519 Background: Colorectal cancer (CRC) is the third leading cause of cancer-related deaths worldwide. CRC develops within the intestinal epithelium, which is constantly self-renewing, developmental genes could promote the initiation and progression of cancer. SOX9 transcription factor is expressed especially in intestinal stem cells and in Paneth cells, thus alterations in expression could greatly promote neoplasia. However, the clinical significance and functional role of SOX9 in CRC remains unclear. The aim of this study is to investigate the association of SOX9 expression with relapse in CRC patients and initiate functional studies by evaluating the effects of silencing SOX9 in stem cells properties such as colonospheres formation in HCT116 CRC cells. Methods: 97 FFPE biopsies from CRC patients in stage I (N = 34) and stage II (N = 63) were analyzed. Immunoreactivity of SOX9 was classified as low and high expression groups based on the percentage of positive nucleus and tissue staining intensity.
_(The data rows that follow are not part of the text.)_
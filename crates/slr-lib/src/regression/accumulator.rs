//! Single-pass weighted least-squares accumulator
//!
//! Maintains weighted running means, sums of squared deviations and the
//! cross-deviation term (a weighted Welford update), so the fit and its sum
//! of squared errors are available in O(1) space after one pass over the
//! training data. The total weight is a compensated sum.
//!
//! See <https://en.wikipedia.org/wiki/Simple_linear_regression>.

use super::kahan::KahanAdder;
use super::model::Model;
use crate::instances::Instance;

/// Running sufficient statistics for `y = a * x + b`
#[derive(Debug, Clone, Default)]
pub struct Accumulator {
    sum_weights: KahanAdder,
    instances: usize,

    feature_mean: f64,
    feature_dev: f64,

    target_mean: f64,
    target_dev: f64,

    covariance: f64,
}

impl Accumulator {
    pub fn new() -> Self {
        Self::default()
    }

    /// Add one training example with unit weight
    pub fn add_instance(&mut self, feature: f64, target: f64) {
        self.add_weighted_instance(feature, target, 1.0);
    }

    /// Add one weighted training example
    ///
    /// A call that leaves the running weight sum non-positive updates only
    /// the weight sum.
    pub fn add_weighted_instance(&mut self, feature: f64, target: f64, weight: f64) {
        self.sum_weights.add(weight);
        let sum_weights = self.sum_weights.get();
        if sum_weights <= 0.0 {
            return;
        }
        self.instances += 1;

        // Feature side first: the covariance term pairs the feature delta
        // taken against the old mean with the target residual against the
        // updated target mean.
        let wfd = weight * (feature - self.feature_mean);
        self.feature_mean += wfd / sum_weights;
        self.feature_dev += wfd * (feature - self.feature_mean);

        let wtd = weight * (target - self.target_mean);
        self.target_mean += wtd / sum_weights;
        self.target_dev += wtd * (target - self.target_mean);

        self.covariance += wfd * (target - self.target_mean);
    }

    /// Best-fit model for the data seen so far
    ///
    /// Degenerate data (no spread in the feature) yields a constant model at
    /// the weighted target mean.
    pub fn solve(&self) -> Model {
        if self.feature_dev == 0.0 {
            return Model::new(0.0, self.target_mean);
        }

        let coefficient = self.covariance / self.feature_dev;
        Model::new(coefficient, self.target_mean - coefficient * self.feature_mean)
    }

    /// Sum of squared errors of the solved model over the training data
    ///
    /// Exact fits can cancel to a tiny negative value; that is clamped to 0.
    pub fn sum_squared_errors(&self) -> f64 {
        let coefficient = self.solve().coefficient;
        let sse = coefficient * coefficient * self.feature_dev
            - 2.0 * coefficient * self.covariance
            + self.target_dev;
        sse.max(0.0)
    }

    /// Number of instances that contributed to the statistics
    pub fn instances(&self) -> usize {
        self.instances
    }

    pub fn weight_sum(&self) -> f64 {
        self.sum_weights.get()
    }

    pub fn feature_mean(&self) -> f64 {
        self.feature_mean
    }

    pub fn target_mean(&self) -> f64 {
        self.target_mean
    }
}

impl Extend<Instance> for Accumulator {
    fn extend<I: IntoIterator<Item = Instance>>(&mut self, iter: I) {
        for instance in iter {
            self.add_weighted_instance(instance.argument, instance.target, instance.weight);
        }
    }
}

impl<'a> Extend<&'a Instance> for Accumulator {
    fn extend<I: IntoIterator<Item = &'a Instance>>(&mut self, iter: I) {
        self.extend(iter.into_iter().copied());
    }
}

impl FromIterator<Instance> for Accumulator {
    fn from_iter<I: IntoIterator<Item = Instance>>(iter: I) -> Self {
        let mut accumulator = Accumulator::new();
        accumulator.extend(iter);
        accumulator
    }
}
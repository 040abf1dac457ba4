//! Liveness and readiness of the regression service
//!
//! The service reports two components: the durable model store, which
//! degrades when a store call fails and recovers on the next success, and the
//! stats aggregator task, which is unhealthy once it has stopped.

use chrono::{DateTime, Utc};
use serde::{Deserialize, Serialize};
use std::collections::HashMap;
use std::sync::Arc;
use tokio::sync::RwLock;

/// Health status of a component, ordered from best to worst
#[derive(Debug, Clone, Copy, PartialEq, Eq, PartialOrd, Ord, Serialize, Deserialize)]
#[serde(rename_all = "lowercase")]
pub enum ComponentStatus {
    Healthy,
    /// Failing requests, but the process keeps serving
    Degraded,
    Unhealthy,
}

/// Component names for health tracking
pub mod components {
    /// Durable model store reached through the repository
    pub const MODEL_STORE: &str = "model_store";
    /// Usage statistics aggregator task
    pub const STATS: &str = "stats";
}

#[derive(Debug, Clone, Serialize, Deserialize)]
pub struct ComponentHealth {
    pub status: ComponentStatus,
    #[serde(skip_serializing_if = "Option::is_none")]
    pub message: Option<String>,
    pub checked_at: DateTime<Utc>,
}

impl ComponentHealth {
    fn new(status: ComponentStatus, message: Option<String>) -> Self {
        Self {
            status,
            message,
            checked_at: Utc::now(),
        }
    }
}

/// Body of `/healthz`
#[derive(Debug, Clone, Serialize, Deserialize)]
pub struct HealthResponse {
    pub status: ComponentStatus,
    pub components: HashMap<String, ComponentHealth>,
}

/// Body of `/readyz`
#[derive(Debug, Clone, Serialize, Deserialize)]
pub struct ReadinessResponse {
    pub ready: bool,
    #[serde(skip_serializing_if = "Option::is_none")]
    pub reason: Option<String>,
}

#[derive(Debug, Default)]
struct HealthState {
    components: HashMap<String, ComponentHealth>,
    ready: bool,
}

/// Shared component health and readiness flag
#[derive(Debug, Clone, Default)]
pub struct HealthRegistry {
    state: Arc<RwLock<HealthState>>,
}

impl HealthRegistry {
    pub fn new() -> Self {
        Self::default()
    }

    /// Start tracking a component as healthy
    pub async fn register(&self, name: &str) {
        self.set(name, ComponentStatus::Healthy, None).await;
    }

    pub async fn set_healthy(&self, name: &str) {
        self.set(name, ComponentStatus::Healthy, None).await;
    }

    pub async fn set_degraded(&self, name: &str, message: impl Into<String>) {
        self.set(name, ComponentStatus::Degraded, Some(message.into()))
            .await;
    }

    pub async fn set_unhealthy(&self, name: &str, message: impl Into<String>) {
        self.set(name, ComponentStatus::Unhealthy, Some(message.into()))
            .await;
    }

    async fn set(&self, name: &str, status: ComponentStatus, message: Option<String>) {
        let mut state = self.state.write().await;
        state
            .components
            .insert(name.to_string(), ComponentHealth::new(status, message));
    }

    /// Accept or refuse traffic; cleared first on shutdown
    pub async fn set_ready(&self, ready: bool) {
        self.state.write().await.ready = ready;
    }

    /// Snapshot of every component; the overall status is the worst one
    pub async fn health(&self) -> HealthResponse {
        let components = self.state.read().await.components.clone();
        let status = components
            .values()
            .map(|c| c.status)
            .max()
            .unwrap_or(ComponentStatus::Healthy);

        HealthResponse { status, components }
    }

    /// Ready once initialized and while no component is unhealthy
    pub async fn readiness(&self) -> ReadinessResponse {
        let state = self.state.read().await;
        if !state.ready {
            return ReadinessResponse {
                ready: false,
                reason: Some("service not yet initialized".to_string()),
            };
        }

        let failed = state
            .components
            .iter()
            .find(|(_, c)| c.status == ComponentStatus::Unhealthy);

        match failed {
            Some((name, health)) => ReadinessResponse {
                ready: false,
                reason: Some(match &health.message {
                    Some(message) => format!("{} unhealthy: {}", name, message),
                    None => format!("{} unhealthy", name),
                }),
            },
            None => ReadinessResponse {
                ready: true,
                reason: None,
            },
        }
    }
}
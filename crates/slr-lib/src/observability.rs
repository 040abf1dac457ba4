//! Observability infrastructure for the regression service
//!
//! Provides:
//! - Prometheus metrics (request outcomes, training volume, cache hit ratio,
//!   durable store latency)
//! - Structured JSON logging with tracing

use prometheus::{
    register_histogram_vec, register_int_counter, register_int_counter_vec, register_int_gauge,
    HistogramVec, IntCounter, IntCounterVec, IntGauge,
};
use std::sync::OnceLock;
use tracing::{info, warn};

/// Histogram buckets for request and store latency (in seconds)
const LATENCY_BUCKETS: &[f64] = &[
    0.0001, 0.0005, 0.001, 0.0025, 0.005, 0.01, 0.025, 0.05, 0.1, 0.25, 0.5, 1.0, 2.5, 5.0,
];

/// Global metrics instance (registered once)
static GLOBAL_METRICS: OnceLock<SlrMetricsInner> = OnceLock::new();

struct SlrMetricsInner {
    requests_total: IntCounterVec,
    request_latency_seconds: HistogramVec,
    training_instances: IntCounter,
    cache_lookups: IntCounterVec,
    cached_models: IntGauge,
    store_latency_seconds: HistogramVec,
    store_errors: IntCounterVec,
}

impl SlrMetricsInner {
    fn new() -> Self {
        Self {
            requests_total: register_int_counter_vec!(
                "slr_requests_total",
                "Requests handled, by operation and outcome",
                &["operation", "outcome"]
            )
            .expect("Failed to register requests_total"),

            request_latency_seconds: register_histogram_vec!(
                "slr_request_latency_seconds",
                "Time spent handling a request in the regression core",
                &["operation"],
                LATENCY_BUCKETS.to_vec()
            )
            .expect("Failed to register request_latency_seconds"),

            training_instances: register_int_counter!(
                "slr_training_instances_total",
                "Training instances received"
            )
            .expect("Failed to register training_instances"),

            cache_lookups: register_int_counter_vec!(
                "slr_model_cache_lookups_total",
                "Model cache lookups, by result",
                &["result"]
            )
            .expect("Failed to register cache_lookups"),

            cached_models: register_int_gauge!(
                "slr_cached_models",
                "Number of models currently held in the cache"
            )
            .expect("Failed to register cached_models"),

            store_latency_seconds: register_histogram_vec!(
                "slr_store_latency_seconds",
                "Durable model store call latency",
                &["operation"],
                LATENCY_BUCKETS.to_vec()
            )
            .expect("Failed to register store_latency_seconds"),

            store_errors: register_int_counter_vec!(
                "slr_store_errors_total",
                "Failed durable model store calls",
                &["operation"]
            )
            .expect("Failed to register store_errors"),
        }
    }
}

/// Service metrics for Prometheus exposition
///
/// Lightweight handle to the global metrics instance; clones share the same
/// underlying metrics.
#[derive(Clone, Copy)]
pub struct SlrMetrics {
    _private: (),
}

impl Default for SlrMetrics {
    fn default() -> Self {
        Self::new()
    }
}

impl SlrMetrics {
    /// Create a metrics handle (registers global metrics on first call)
    pub fn new() -> Self {
        GLOBAL_METRICS.get_or_init(SlrMetricsInner::new);
        Self { _private: () }
    }

    fn inner(&self) -> &SlrMetricsInner {
        GLOBAL_METRICS.get_or_init(SlrMetricsInner::new)
    }

    /// Count a finished request
    pub fn inc_requests(&self, operation: &str, succeeded: bool) {
        let outcome = if succeeded { "success" } else { "failure" };
        self.inner()
            .requests_total
            .with_label_values(&[operation, outcome])
            .inc();
    }

    pub fn observe_request_latency(&self, operation: &str, duration_secs: f64) {
        self.inner()
            .request_latency_seconds
            .with_label_values(&[operation])
            .observe(duration_secs);
    }

    pub fn add_training_instances(&self, count: u64) {
        self.inner().training_instances.inc_by(count);
    }

    pub fn inc_cache_hits(&self) {
        self.inner().cache_lookups.with_label_values(&["hit"]).inc();
    }

    pub fn inc_cache_misses(&self) {
        self.inner().cache_lookups.with_label_values(&["miss"]).inc();
    }

    pub fn set_cached_models(&self, count: i64) {
        self.inner().cached_models.set(count);
    }

    pub fn observe_store_latency(&self, operation: &str, duration_secs: f64) {
        self.inner()
            .store_latency_seconds
            .with_label_values(&[operation])
            .observe(duration_secs);
    }

    pub fn inc_store_errors(&self, operation: &str) {
        self.inner()
            .store_errors
            .with_label_values(&[operation])
            .inc();
    }
}

/// Structured logger for service events
///
/// Keeps event names and field sets consistent across the HTTP and gRPC
/// transports.
#[derive(Clone)]
pub struct StructuredLogger {
    instance: String,
}

impl StructuredLogger {
    pub fn new(instance: impl Into<String>) -> Self {
        Self {
            instance: instance.into(),
        }
    }

    pub fn instance(&self) -> &str {
        &self.instance
    }

    pub fn log_startup(&self, version: &str, http_addr: &str, grpc_addr: &str) {
        info!(
            event = "service_started",
            instance = %self.instance,
            version = %version,
            http_addr = %http_addr,
            grpc_addr = %grpc_addr,
            "Regression service started"
        );
    }

    pub fn log_shutdown(&self, reason: &str, total_requests: u64, succeeded_requests: u64) {
        info!(
            event = "service_shutdown",
            instance = %self.instance,
            reason = %reason,
            total_requests = total_requests,
            succeeded_requests = succeeded_requests,
            "Regression service shutting down"
        );
    }

    pub fn log_model_trained(
        &self,
        instances: usize,
        coefficient: f64,
        intercept: f64,
        sum_squared_errors: f64,
    ) {
        info!(
            event = "model_trained",
            instance = %self.instance,
            instances = instances,
            coefficient = coefficient,
            intercept = intercept,
            sum_squared_errors = sum_squared_errors,
            "Trained regression model"
        );
    }

    pub fn log_model_saved(&self, name: &str, creation_time: &str) {
        info!(
            event = "model_saved",
            instance = %self.instance,
            model = %name,
            creation_time = %creation_time,
            "Stored regression model"
        );
    }

    pub fn log_model_save_failed(&self, error: &str) {
        warn!(
            event = "model_save_failed",
            instance = %self.instance,
            error = %error,
            "Failed to store model, returning unsaved fit"
        );
    }

    pub fn log_model_applied(&self, name: &str, argument: f64, value: f64, from_cache: bool) {
        info!(
            event = "model_applied",
            instance = %self.instance,
            model = %name,
            argument = argument,
            value = value,
            from_cache = from_cache,
            "Applied regression model"
        );
    }

    pub fn log_request_failed(&self, operation: &str, kind: &str, error: &str) {
        warn!(
            event = "request_failed",
            instance = %self.instance,
            operation = %operation,
            kind = %kind,
            error = %error,
            "Request failed"
        );
    }
}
SOX9 silencing was achieved using a specific siRNA and Lipofectamine-RNAiMax and confirmed by qPCR 24 h postransfection. 40,000 HCT116 and HCT116-siSOX9 cells were seeded under adherent and ultra-low attachment conditions for tumorigenesis assays. After 72 h colonospheres were seeded and quantified. ROC analysis was used to assess the clinical correlation of SOX9 with relapse. Experimental data were expressed as means and differences tested by t-Student. Results: Data showed that 12.3% of patients relapsed. Interestingly, all of them showed lower SOX9 expression (p ≤ 0.05), regardless of their relapse free survival. In functional analysis, SOX9-deficient HCT116 cells formed smaller and less-compacted spheroid when compared to non-transfected HCT116 (p ≤ 0.05). Nonetheless, cell proliferation and migration under adherent condition were similar between the groups. Conclusions: This study did not find association between SOX9 expression and relapse. So far, in vitro assays results suggest that silencing of SOX9 inhibits colonospheres formation in HCT116 cells. Further investigation will be performed in order to evaluate the functional importance of SOX9 in chemotherapy response.